Cette révélation nous causa, à M. Stolypine et à moi, une véritable consternation. Le général Trépoff était connu pour être le partisan le plus fervent de l’absolutisme : il était impossible de supposer que l’éloquence de M. Milioukoff l’eût converti aux idées radicales du parti cadet. Il était tout aussi inadmissible qu’il eût cédé devant les menaces de ce parti : sa bravoure était au-dessus de tout soupçon ; aux jours les plus critiques des troubles révolutionnaires de 1905, il avait fait preuve d’une indomptable énergie, et son ordre du jour aux troupes : « N’épargnez pas les cartouches » était resté célèbre. Comment admettre que ce soldat d’une folle bravoure et dévoué jusqu’au fanatisme à la monarchie absolue, ait eu l’idée de pactiser avec un parti dont le but déclaré était de réduire l’Empereur au rôle d’un monarque constitutionnel ?

Il ne nous fallut ni beaucoup de temps ni de grands efforts pour avoir le mot de l’énigme. Mis au pied du mur par M. Stolypine, le général Trépoff ne put faire autrement que de lui révéler une partie de son plan ; le reste se devinait facilement.

Voici donc quelle était la vérité. Pour le général Trépoff, resté inébranlablement fidèle au principe de la monarchie absolue, une seule chose était réellement à craindre : la réussite de tout effort tendant à rapprocher l’Empereur des partis libéraux modérés et à consolider l’ordre de choses établi par la charte de 1905. Or, il voyait l’Empereur céder peu à peu aux conseils de M. Stolypine et aux miens : il fallait à tout prix empêcher la formation du Cabinet de coalition dont nous avions pris l’initiative.
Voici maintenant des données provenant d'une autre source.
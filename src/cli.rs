//! CLI definition and dispatch.

use clap::{Parser, Subcommand};
use std::path::{Path, PathBuf};
use std::process::ExitCode;

use crate::adapters::csv_adapter::CsvDatasetAdapter;
use crate::adapters::file_config_adapter::FileConfigAdapter;
use crate::adapters::table_report::{
    format_optional, render_indicator_table, render_ranking_table, CsvReport,
};
use crate::domain::config_validation::{dataset_path, validate_config};
use crate::domain::error::FlowError;
use crate::domain::indicator::{
    trim_warmup, IndicatorConfig, IndicatorKind, IndicatorRow, MfiZone, DEFAULT_CMF_WINDOW,
    DEFAULT_MFI_WINDOW,
};
use crate::domain::query::{latest_day_ranking, parse_date_range, DEFAULT_RANKING_LIMIT};
use crate::domain::session::Session;
use crate::ports::config_port::ConfigPort;
use crate::ports::report_port::ReportPort;

#[derive(Parser, Debug)]
#[command(name = "idxflow", about = "Money-flow indicators for IDX daily stock data")]
pub struct Cli {
    #[command(subcommand)]
    pub command: Command,
}

#[derive(Subcommand, Debug)]
pub enum Command {
    /// Show CMF and MFI for one stock
    Indicators {
        #[arg(long)]
        code: String,
        /// First trading date, YYYY-MM-DD
        #[arg(long)]
        start: Option<String>,
        /// Last trading date, YYYY-MM-DD
        #[arg(long)]
        end: Option<String>,
        #[arg(short, long)]
        config: Option<PathBuf>,
        #[arg(short, long)]
        data: Option<PathBuf>,
        #[arg(long)]
        cmf_window: Option<usize>,
        #[arg(long)]
        mfi_window: Option<usize>,
        /// Drop leading rows without an MFI value
        #[arg(long)]
        trim_warmup: bool,
        /// Write the rows to a CSV file instead of printing a table
        #[arg(long)]
        csv: Option<PathBuf>,
    },
    /// Rank the latest trading day by volume
    Ranking {
        #[arg(short, long)]
        limit: Option<usize>,
        #[arg(short, long)]
        config: Option<PathBuf>,
        #[arg(short, long)]
        data: Option<PathBuf>,
        #[arg(long)]
        csv: Option<PathBuf>,
    },
    /// List stock codes in the dataset
    Codes {
        #[arg(short, long)]
        config: Option<PathBuf>,
        #[arg(short, long)]
        data: Option<PathBuf>,
    },
    /// Show data range for the dataset or one stock
    Info {
        #[arg(long)]
        code: Option<String>,
        #[arg(short, long)]
        config: Option<PathBuf>,
        #[arg(short, long)]
        data: Option<PathBuf>,
    },
}

/// Command-line values that take precedence over the INI file.
#[derive(Debug, Clone, Default)]
pub struct Overrides {
    pub data: Option<PathBuf>,
    pub cmf_window: Option<usize>,
    pub mfi_window: Option<usize>,
    pub trim_warmup: bool,
    pub limit: Option<usize>,
}

#[derive(Debug, Clone, PartialEq)]
pub struct Settings {
    pub dataset_path: PathBuf,
    pub indicators: IndicatorConfig,
    pub trim_warmup: bool,
    pub ranking_limit: usize,
}

pub fn run(cli: Cli) -> ExitCode {
    match cli.command {
        Command::Indicators {
            code,
            start,
            end,
            config,
            data,
            cmf_window,
            mfi_window,
            trim_warmup,
            csv,
        } => {
            let overrides = Overrides {
                data,
                cmf_window,
                mfi_window,
                trim_warmup,
                limit: None,
            };
            run_indicators(
                &code,
                start.as_deref(),
                end.as_deref(),
                config.as_deref(),
                &overrides,
                csv.as_deref(),
            )
        }
        Command::Ranking {
            limit,
            config,
            data,
            csv,
        } => {
            let overrides = Overrides {
                data,
                limit,
                ..Overrides::default()
            };
            run_ranking(config.as_deref(), &overrides, csv.as_deref())
        }
        Command::Codes { config, data } => {
            let overrides = Overrides {
                data,
                ..Overrides::default()
            };
            run_codes(config.as_deref(), &overrides)
        }
        Command::Info { code, config, data } => {
            let overrides = Overrides {
                data,
                ..Overrides::default()
            };
            run_info(code.as_deref(), config.as_deref(), &overrides)
        }
    }
}

pub fn load_config(path: &Path) -> Result<FileConfigAdapter, ExitCode> {
    FileConfigAdapter::from_file(path).map_err(|e| {
        let err = FlowError::ConfigParse {
            file: path.display().to_string(),
            reason: e.to_string(),
        };
        eprintln!("error: {err}");
        ExitCode::from(&err)
    })
}

/// Merges the INI values with command-line overrides.
///
/// Without a config file every setting falls back to its default, except
/// the dataset path which must then come from `--data`.
pub fn build_settings(
    config: &dyn ConfigPort,
    overrides: &Overrides,
) -> Result<Settings, FlowError> {
    validate_config(config)?;

    let dataset_path = dataset_path(config, overrides.data.as_deref())?;

    let cmf_window = match overrides.cmf_window {
        Some(w) => w,
        None => config_usize(config, "indicators", "cmf_window", DEFAULT_CMF_WINDOW)?,
    };
    let mfi_window = match overrides.mfi_window {
        Some(w) => w,
        None => config_usize(config, "indicators", "mfi_window", DEFAULT_MFI_WINDOW)?,
    };
    let indicators = IndicatorConfig::new(cmf_window, mfi_window)?;

    let trim_warmup =
        overrides.trim_warmup || config.get_bool("indicators", "trim_warmup", false);

    let ranking_limit = match overrides.limit {
        Some(0) => {
            return Err(FlowError::ConfigInvalid {
                section: "ranking".into(),
                key: "limit".into(),
                reason: "limit must be a positive integer".into(),
            });
        }
        Some(n) => n,
        None => config_usize(config, "ranking", "limit", DEFAULT_RANKING_LIMIT)?,
    };

    Ok(Settings {
        dataset_path,
        indicators,
        trim_warmup,
        ranking_limit,
    })
}

fn config_usize(
    config: &dyn ConfigPort,
    section: &str,
    key: &str,
    default: usize,
) -> Result<usize, FlowError> {
    let value = config.get_int(section, key, default as i64);
    usize::try_from(value).map_err(|_| FlowError::ConfigInvalid {
        section: section.into(),
        key: key.into(),
        reason: format!("{} must be a positive integer", key),
    })
}

/// Stock codes are matched exactly; the CLI accepts them in any case.
pub fn normalize_code(code: &str) -> String {
    code.trim().to_uppercase()
}

fn resolve_settings(
    config_path: Option<&Path>,
    overrides: &Overrides,
) -> Result<Settings, ExitCode> {
    let adapter = match config_path {
        Some(path) => {
            eprintln!("Loading config from {}", path.display());
            load_config(path)?
        }
        None => FileConfigAdapter::empty(),
    };
    build_settings(&adapter, overrides).map_err(|e| {
        eprintln!("error: {e}");
        ExitCode::from(&e)
    })
}

fn open_session(settings: &Settings) -> Result<Session, ExitCode> {
    eprintln!("Loading dataset from {}", settings.dataset_path.display());
    let port = CsvDatasetAdapter::new(settings.dataset_path.clone());
    Session::open(&port, settings.indicators).map_err(|e| {
        eprintln!("error: {e}");
        ExitCode::from(&e)
    })
}

fn run_indicators(
    code: &str,
    start: Option<&str>,
    end: Option<&str>,
    config_path: Option<&Path>,
    overrides: &Overrides,
    csv_path: Option<&Path>,
) -> ExitCode {
    let settings = match resolve_settings(config_path, overrides) {
        Ok(s) => s,
        Err(code) => return code,
    };

    let (start_date, end_date) = match parse_date_range(start, end) {
        Ok(r) => r,
        Err(e) => {
            eprintln!("error: {e}");
            return (&e).into();
        }
    };

    let mut session = match open_session(&settings) {
        Ok(s) => s,
        Err(code) => return code,
    };

    let code = normalize_code(code);
    let rows = match session.indicators(&code, start_date, end_date) {
        Ok(rows) => rows,
        Err(e) => {
            eprintln!("error: {e}");
            return (&e).into();
        }
    };

    if rows.is_empty() {
        eprintln!("No data found for stock {}", code);
        return ExitCode::SUCCESS;
    }

    let total = rows.len();
    let rows: Vec<IndicatorRow> = if settings.trim_warmup {
        trim_warmup(rows.to_vec())
    } else {
        rows.to_vec()
    };

    let min_history = settings.indicators.min_history();
    if total < min_history {
        eprintln!(
            "{}: only {} bars in range, {} needed for {} and {}",
            code,
            total,
            min_history,
            IndicatorKind::Cmf(settings.indicators.cmf_window),
            IndicatorKind::Mfi(settings.indicators.mfi_window),
        );
    }

    if let Some(path) = csv_path {
        if let Err(e) = CsvReport.write_indicators(&rows, path) {
            eprintln!("error: {e}");
            return (&e).into();
        }
        eprintln!("Wrote {} rows to {}", rows.len(), path.display());
        return ExitCode::SUCCESS;
    }

    print_summary(&code, &rows, &settings.indicators);
    print!("{}", render_indicator_table(&rows));
    ExitCode::SUCCESS
}

fn print_summary(code: &str, rows: &[IndicatorRow], config: &IndicatorConfig) {
    let (Some(first), Some(last)) = (rows.first(), rows.last()) else {
        return;
    };
    let name = last
        .bar
        .company_name
        .as_deref()
        .map(|n| format!(" ({})", n))
        .unwrap_or_default();
    println!(
        "{}{}: {} bars, {} to {}",
        code,
        name,
        rows.len(),
        first.bar.trading_date,
        last.bar.trading_date
    );

    let zone = last
        .mfi
        .map(|m| format!(" [{}]", MfiZone::classify(m).label()))
        .unwrap_or_default();
    println!(
        "Latest {} = {}, {} = {}{}",
        IndicatorKind::Cmf(config.cmf_window),
        format_optional(last.cmf, 4, false),
        IndicatorKind::Mfi(config.mfi_window),
        format_optional(last.mfi, 2, false),
        zone
    );
    println!();
}

fn run_ranking(
    config_path: Option<&Path>,
    overrides: &Overrides,
    csv_path: Option<&Path>,
) -> ExitCode {
    let settings = match resolve_settings(config_path, overrides) {
        Ok(s) => s,
        Err(code) => return code,
    };
    let session = match open_session(&settings) {
        Ok(s) => s,
        Err(code) => return code,
    };
    let dataset = session.dataset();

    let rows = match latest_day_ranking(&dataset, settings.ranking_limit) {
        Ok(rows) => rows,
        Err(e) => {
            eprintln!("error: {e}");
            return (&e).into();
        }
    };

    if rows.is_empty() {
        eprintln!("No trading days in dataset");
        return ExitCode::SUCCESS;
    }

    if let Some(path) = csv_path {
        if let Err(e) = CsvReport.write_ranking(&rows, path) {
            eprintln!("error: {e}");
            return (&e).into();
        }
        eprintln!("Wrote {} rows to {}", rows.len(), path.display());
        return ExitCode::SUCCESS;
    }

    if let Some(latest) = dataset.latest_date() {
        println!("Top {} by volume on {}", rows.len(), latest);
        println!();
    }
    print!("{}", render_ranking_table(&rows));
    ExitCode::SUCCESS
}

fn run_codes(config_path: Option<&Path>, overrides: &Overrides) -> ExitCode {
    let settings = match resolve_settings(config_path, overrides) {
        Ok(s) => s,
        Err(code) => return code,
    };
    let session = match open_session(&settings) {
        Ok(s) => s,
        Err(code) => return code,
    };

    let codes = session.dataset().codes();
    if codes.is_empty() {
        eprintln!("No stock codes found");
        return ExitCode::SUCCESS;
    }
    for code in &codes {
        println!("{}", code);
    }
    eprintln!("{} codes", codes.len());
    ExitCode::SUCCESS
}

fn run_info(code: Option<&str>, config_path: Option<&Path>, overrides: &Overrides) -> ExitCode {
    let settings = match resolve_settings(config_path, overrides) {
        Ok(s) => s,
        Err(code) => return code,
    };
    let session = match open_session(&settings) {
        Ok(s) => s,
        Err(code) => return code,
    };
    let dataset = session.dataset();

    if let Some(code) = code {
        let code = normalize_code(code);
        match dataset.code_range(&code) {
            Some(range) => println!(
                "{}: {} bars, {} to {}",
                code, range.bars, range.first, range.last
            ),
            None => eprintln!("{}: no data found", code),
        }
        return ExitCode::SUCCESS;
    }

    let Some(range) = dataset.data_range() else {
        eprintln!("Dataset is empty");
        return ExitCode::SUCCESS;
    };
    let schema = dataset.schema();
    let yes_no = |present: bool| if present { "yes" } else { "no" };
    println!(
        "{} rows, {} codes, {} to {}",
        range.bars,
        dataset.codes().len(),
        range.first,
        range.last
    );
    println!("foreign flow: {}", yes_no(schema.foreign_flow));
    println!("frequency:    {}", yes_no(schema.frequency));
    println!("sector:       {}", yes_no(schema.sector));
    println!("company name: {}", yes_no(schema.company_name));
    ExitCode::SUCCESS
}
C’est alors que l’idée lui .était venue que le plus sûr moyen de couper court à nos tentatives était de constituer un Cabinet purement cadet : son calcul était d’ailleurs fort simple ; un pareil Cabinet ne manquerait point, dès ses premiers pas, d’entrer en conflit violent avec l’Empereur ; aussitôt que ce conflit éclaterait, le général Trépoff se faisait fort, avec l’aide des troupes de la capitale, de supprimer le gouvernement cadet et de le remplacer par une dictature militaire dont il serait lui-même le chef. De là à la suppression de la charte de 1905 il n’y avait qu’un pas, et ce pas, le général Trépoff était, sans le moindre doute, fermement résolu à le franchir.